The U.S. Census Bureau (2010) estimated that about 81% of the population of the United States resides in an urban area. This estimate increased from 76% according to the U.S. Census Bureau’s (2000) reports from a decade prior. The Census Bureau (2010) identifies an urban area as a community with over 50,000 people. Urban areas are the home to large numbers of ethnic minorities, especially those who belong to underrepresented ethnic groups. Currently, in New York City, the largest city in the United States, there is a minority population of about 65%. This number is up from 62%, which was estimated in 2010 (U.S. Census Bureau, 2010). In Los Angeles, the second largest city in the United States, there is a minority population of about 58% and in Chicago the third largest city in the United States, there is a minority population of about 55% (U.S. Census Bureau, 2010). Not only do minorities make up the majority of urban populations, but they are concentrated in specific geographic areas where frequently poverty disproportionately affects urban minorities. Poverty is a major urban issue. Twenty-one percent of all urban children in the United States live in poverty. Thirty-nine percent of urban youth live in poverty, while they only make up 26% of the total population.

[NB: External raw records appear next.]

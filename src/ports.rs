//! # Listening-port allocation.
//!
//! Every node needs four local ports (p2p, rpc, rest, profile). Allocation goes through
//! [`PortAllocator`] so tests and embedders can inject their own scheme; the default
//! [`ListenProbe`] hands out increasing ports starting after 5555 and skips any port it
//! cannot bind.

use std::net::TcpListener;
use std::sync::atomic::{AtomicU32, Ordering};

use thiserror::Error;

/// First port considered by [`ListenProbe::default`] is one above this.
pub const DEFAULT_BASE_PORT: u16 = 5555;

#[derive(Error, Debug, Clone, PartialEq, Eq)]
#[error("no free listening port left below 65535")]
pub struct PortsExhausted;

/// Source of free local ports.
pub trait PortAllocator: Send + Sync {
    /// Returns a port nobody is listening on right now.
    fn next_port(&self) -> Result<u16, PortsExhausted>;
}

/// Monotonic allocator that probes each candidate by binding it.
///
/// Safe to share between threads; concurrent callers never receive the same port.
#[derive(Debug)]
pub struct ListenProbe {
    last: AtomicU32,
}

impl ListenProbe {
    pub fn new(base: u16) -> Self {
        Self {
            last: AtomicU32::new(u32::from(base)),
        }
    }
}

impl Default for ListenProbe {
    fn default() -> Self {
        Self::new(DEFAULT_BASE_PORT)
    }
}

impl PortAllocator for ListenProbe {
    fn next_port(&self) -> Result<u16, PortsExhausted> {
        loop {
            let candidate = self.last.fetch_add(1, Ordering::SeqCst) + 1;
            let Ok(port) = u16::try_from(candidate) else {
                return Err(PortsExhausted);
            };
            if port == u16::MAX {
                return Err(PortsExhausted);
            }
            if TcpListener::bind(("127.0.0.1", port)).is_ok() {
                return Ok(port);
            }
        }
    }
}

/// The four ports one node listens on.
#[derive(Clone, Copy, Debug, PartialEq, Eq)]
pub struct NodePorts {
    pub p2p: u16,
    pub rpc: u16,
    pub rest: u16,
    pub profile: u16,
}

impl NodePorts {
    pub fn allocate(alloc: &dyn PortAllocator) -> Result<Self, PortsExhausted> {
        Ok(Self {
            p2p: alloc.next_port()?,
            rpc: alloc.next_port()?,
            rest: alloc.next_port()?,
            profile: alloc.next_port()?,
        })
    }
}
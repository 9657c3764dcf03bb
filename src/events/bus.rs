//! # Event bus for broadcasting controller events.
//!
//! [`Bus`] is a thin wrapper around [`tokio::sync::broadcast`] that provides
//! non-blocking event publishing from multiple sources (process waiters, bootstrapper,
//! watcher tasks, node teardown).
//!
//! ## Architecture
//! ```text
//! Publishers (many):                  Subscriber (one per set):
//!   process waiter ──┐
//!   bootstrapper   ──┼──────► Bus ───────► listener task ────► SubscriberSet
//!   watcher        ──┤  (broadcast chan)
//!   node teardown  ──┘
//! ```
//!
//! ## Rules
//! - **Non-blocking publish**: `publish()` never blocks; it calls `broadcast::Sender::send`.
//! - **Per-bus ordering**: `publish()` stamps `seq` from a counter owned by this bus (and its clones).
//! - **Lag handling**: slow receivers get `RecvError::Lagged(n)` and skip `n` oldest items.
//! - **No persistence**: events are lost if there are no active subscribers at send time.

use std::sync::Arc;
use std::sync::atomic::{AtomicU64, Ordering};

use tokio::sync::broadcast;

use super::event::Event;

/// Broadcast channel for controller events.
///
/// ### Properties
/// - **Non-blocking**: `publish()` returns immediately.
/// - **Fire-and-forget**: no delivery or durability guarantees.
/// - **Cloneable**: clones share the sender and the sequence counter.
#[derive(Clone, Debug)]
pub struct Bus {
    tx: broadcast::Sender<Event>,
    seq: Arc<AtomicU64>,
}

impl Bus {
    /// Creates a new bus with the given channel capacity (clamped to at least 1).
    pub fn new(capacity: usize) -> Self {
        let capacity = capacity.max(1);
        let (tx, _rx) = broadcast::channel::<Event>(capacity);
        Self {
            tx,
            seq: Arc::new(AtomicU64::new(0)),
        }
    }

    /// Stamps the next sequence number and publishes to all active receivers.
    ///
    /// If there are no receivers the event is dropped.
    pub fn publish(&self, mut ev: Event) {
        ev.seq = self.seq.fetch_add(1, Ordering::Relaxed) + 1;
        let _ = self.tx.send(ev);
    }

    /// Creates a new receiver that will observe subsequent events.
    pub fn subscribe(&self) -> broadcast::Receiver<Event> {
        self.tx.subscribe()
    }
}

#[cfg(test)]
mod tests {
    use super::*;
    use crate::events::EventKind;

    #[tokio::test]
    async fn test_sequence_is_per_bus() {
        let a = Bus::new(8);
        let b = Bus::new(8);
        let mut ra = a.subscribe();
        let mut rb = b.subscribe();

        a.publish(Event::new(EventKind::ShutdownRequested));
        a.clone().publish(Event::new(EventKind::AllStoppedWithin));
        b.publish(Event::new(EventKind::ShutdownRequested));

        assert_eq!(ra.recv().await.unwrap().seq, 1);
        assert_eq!(ra.recv().await.unwrap().seq, 2);
        assert_eq!(rb.recv().await.unwrap().seq, 1);
    }

    #[test]
    fn test_publish_without_receivers_is_silent() {
        let bus = Bus::new(0);
        bus.publish(Event::new(EventKind::ProcessStarted));
    }
}
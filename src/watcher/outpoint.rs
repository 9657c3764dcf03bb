//! Channel-point decoding.
//!
//! A channel point arrives either as raw txid bytes (internal byte order) or as a hex
//! string (display order); both normalise to a [`bitcoin::OutPoint`], whose `Display`
//! (`txid:vout`) is also the form the graph snapshot uses.
//!
//! Caller requests are decoded strictly. Topology updates are decoded leniently: a bad
//! item is reported and skipped, the rest of the update still applies.

use std::str::FromStr;

use bitcoin::hashes::Hash;
use bitcoin::{OutPoint, Txid};
use thiserror::Error;

use crate::rpc::proto::{self, channel_point::FundingTxid};

#[non_exhaustive]
#[derive(Error, Debug, Clone, PartialEq, Eq)]
pub enum OutpointError {
    #[error("channel point has no funding txid")]
    MissingTxid,

    #[error("funding txid must be 32 bytes, got {0}")]
    BadLength(usize),

    #[error("funding txid {0:?} is not valid hex")]
    BadHex(String),

    #[error("update carries no channel point")]
    MissingChannelPoint,
}

/// Decodes a channel point, rejecting anything malformed.
pub fn decode_channel_point(cp: &proto::ChannelPoint) -> Result<OutPoint, OutpointError> {
    let txid = match &cp.funding_txid {
        Some(FundingTxid::FundingTxidBytes(bytes)) => {
            let raw: [u8; 32] = bytes
                .as_slice()
                .try_into()
                .map_err(|_| OutpointError::BadLength(bytes.len()))?;
            Txid::from_byte_array(raw)
        }
        Some(FundingTxid::FundingTxidStr(s)) => {
            Txid::from_str(s).map_err(|_| OutpointError::BadHex(s.clone()))?
        }
        None => return Err(OutpointError::MissingTxid),
    };
    Ok(OutPoint::new(txid, cp.output_index))
}

/// Encodes an outpoint in the bytes form.
pub fn channel_point(outpoint: &OutPoint) -> proto::ChannelPoint {
    proto::ChannelPoint {
        output_index: outpoint.vout,
        funding_txid: Some(FundingTxid::FundingTxidBytes(
            outpoint.txid.to_byte_array().to_vec(),
        )),
    }
}

/// Outpoints named by one topology update, in delivery order.
#[derive(Clone, Debug, Default, PartialEq, Eq)]
pub struct TopologyUpdate {
    /// One entry per edge announcement (each direction announces separately).
    pub announced: Vec<OutPoint>,
    pub closed: Vec<OutPoint>,
}

impl TopologyUpdate {
    pub fn is_empty(&self) -> bool {
        self.announced.is_empty() && self.closed.is_empty()
    }
}

/// Decodes every item it can; returns the errors for the ones it skipped.
pub fn decode_update(update: &proto::GraphTopologyUpdate) -> (TopologyUpdate, Vec<OutpointError>) {
    let mut out = TopologyUpdate::default();
    let mut skipped = Vec::new();

    let mut decode = |cp: Option<&proto::ChannelPoint>| {
        cp.ok_or(OutpointError::MissingChannelPoint)
            .and_then(decode_channel_point)
            .map_err(|err| skipped.push(err))
            .ok()
    };

    for edge in &update.channel_updates {
        if let Some(op) = decode(edge.chan_point.as_ref()) {
            out.announced.push(op);
        }
    }
    for closed in &update.closed_chans {
        if let Some(op) = decode(closed.chan_point.as_ref()) {
            out.closed.push(op);
        }
    }
    (out, skipped)
}

#[cfg(test)]
mod tests {
    use super::*;

    const TXID: &str = "4a5e1e4baab89f3a32518a88c31bc87f618f76673e2cc77ab2127b7afdeda33b";

    fn op(vout: u32) -> OutPoint {
        OutPoint::new(Txid::from_str(TXID).unwrap(), vout)
    }

    #[test]
    fn test_bytes_and_string_forms_agree() {
        let from_bytes = decode_channel_point(&channel_point(&op(1))).unwrap();
        let from_str = decode_channel_point(&proto::ChannelPoint {
            output_index: 1,
            funding_txid: Some(FundingTxid::FundingTxidStr(TXID.to_string())),
        })
        .unwrap();
        assert_eq!(from_bytes, from_str);
        assert_eq!(from_bytes.to_string(), format!("{TXID}:1"));
    }

    #[test]
    fn test_strict_decoding_rejects_bad_input() {
        let short = proto::ChannelPoint {
            output_index: 0,
            funding_txid: Some(FundingTxid::FundingTxidBytes(vec![1, 2, 3])),
        };
        assert_eq!(decode_channel_point(&short), Err(OutpointError::BadLength(3)));

        let bad_hex = proto::ChannelPoint {
            output_index: 0,
            funding_txid: Some(FundingTxid::FundingTxidStr("zz".into())),
        };
        assert!(matches!(decode_channel_point(&bad_hex), Err(OutpointError::BadHex(_))));

        let empty = proto::ChannelPoint {
            output_index: 0,
            funding_txid: None,
        };
        assert_eq!(decode_channel_point(&empty), Err(OutpointError::MissingTxid));
    }

    #[test]
    fn test_lenient_update_skips_bad_items() {
        let update = proto::GraphTopologyUpdate {
            channel_updates: vec![
                proto::ChannelEdgeUpdate {
                    chan_point: Some(channel_point(&op(0))),
                    ..Default::default()
                },
                proto::ChannelEdgeUpdate {
                    chan_point: None,
                    ..Default::default()
                },
                proto::ChannelEdgeUpdate {
                    chan_point: Some(channel_point(&op(0))),
                    ..Default::default()
                },
            ],
            closed_chans: vec![proto::ClosedChannelUpdate {
                chan_point: Some(proto::ChannelPoint {
                    output_index: 2,
                    funding_txid: Some(FundingTxid::FundingTxidBytes(vec![0; 31])),
                }),
                ..Default::default()
            }],
        };

        let (decoded, skipped) = decode_update(&update);
        assert_eq!(decoded.announced, vec![op(0), op(0)]);
        assert!(decoded.closed.is_empty());
        assert_eq!(
            skipped,
            vec![OutpointError::MissingChannelPoint, OutpointError::BadLength(31)]
        );
    }
}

Moreover, about 40% of urban youth attend “high-poverty schools” (U.S. Department of Education, 1996).

There is a significant amount of research in urban education that is grounded in cultural relevance as a significant aspect of teaching and learning. Scholars such as Gloria Ladson-Billings (1995b), and Gay (2001), consider the importance of engaging urban youth through culturally relevant pedagogies. In her pioneering article Toward a Theory of Culturally Relevant Pedagogy, Ladson-Billings (1995b) argues that in the midst of conversations regarding diversity, equity, and teacher education in urban settings there has not been much emphasis on pedagogy. Ladson-Billings (1995b) writes, “the dilemma for African- American students becomes one of negotiating the academic demands of school while demonstrating cultural competence. Thus, culturally relevant pedagogy must provide a way for students to maintain their cultural integrity while succeeding academically” (p. 476). Ladson-Billings (1995a) also highlights that in “the classrooms of culturally relevant teachers, students are expected to ‘engage the world and others critically,’ rather than merely memorizing content from outdated textbooks, which students in some urban communities only have access to” (p. 162).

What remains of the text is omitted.